Ovarian carcinoma represents an aggressive malignancy with poor prognosis and limited therapeutic efficacy. While deubiquitinating (DUB) genes are known to regulate crucial cellular processes and cancer progression, their specific roles in ovarian carcinoma remain poorly understood.

METHODS

We conducted an integrated analysis of single-cell RNA sequencing and bulk transcriptome data from public databases. DUB genes were identified through Genecard database. Using the Seurat package, we performed cell clustering and differential expression analysis. Cell-cell communications were analyzed using CellChat. A DUB-related risk signature (DRS) was developed using machine learning approaches through integration of GEO and TCGA datasets. The prognostic value and immune characteristics of the signature were systematically evaluated.

RESULTS

Our analysis revealed eight distinct cell subtypes in the tumor microenvironment, including epithelial, fibroblast, myeloid, and Treg cells. DUB-high cells were predominantly found in Treg and myeloid populations, exhibiting elevated expression of tumor-related pathways and enhanced cell-cell communication networks, particularly between fibroblasts and myeloid cells.
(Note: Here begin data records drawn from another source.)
//! Port trait for role-based recipient lookup.

use async_trait::async_trait;

use crate::models::RoleTag;

/// Resolves a role to the wallets currently holding it in the room.
///
/// Called once per submission and never cached, so the result reflects the
/// roster at the moment of payment. Returned strings are raw addresses;
/// invalid entries are filtered by the engine.
#[async_trait]
pub trait RosterResolver: Send + Sync {
    async fn resolve_role(&self, role: &RoleTag) -> Vec<String>;
}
Conversely, DUB-low cells were enriched in epithelial populations with reduced immune activity. The DRS model demonstrated robust prognostic value across multiple independent cohorts. High-risk patients, as classified by the DRS, showed significantly poorer survival outcomes and distinct immune infiltration patterns compared to low-risk patients.

CONCLUSION

This study provides comprehensive insights into DUB gene expression patterns across different cell populations in ovarian carcinoma. The established DRS model offers a promising tool for risk stratification and may guide personalized therapeutic strategies. Our findings highlight the potential role of DUB genes in modulating the tumor immune microenvironment and patient outcomes in ovarian carcinoma.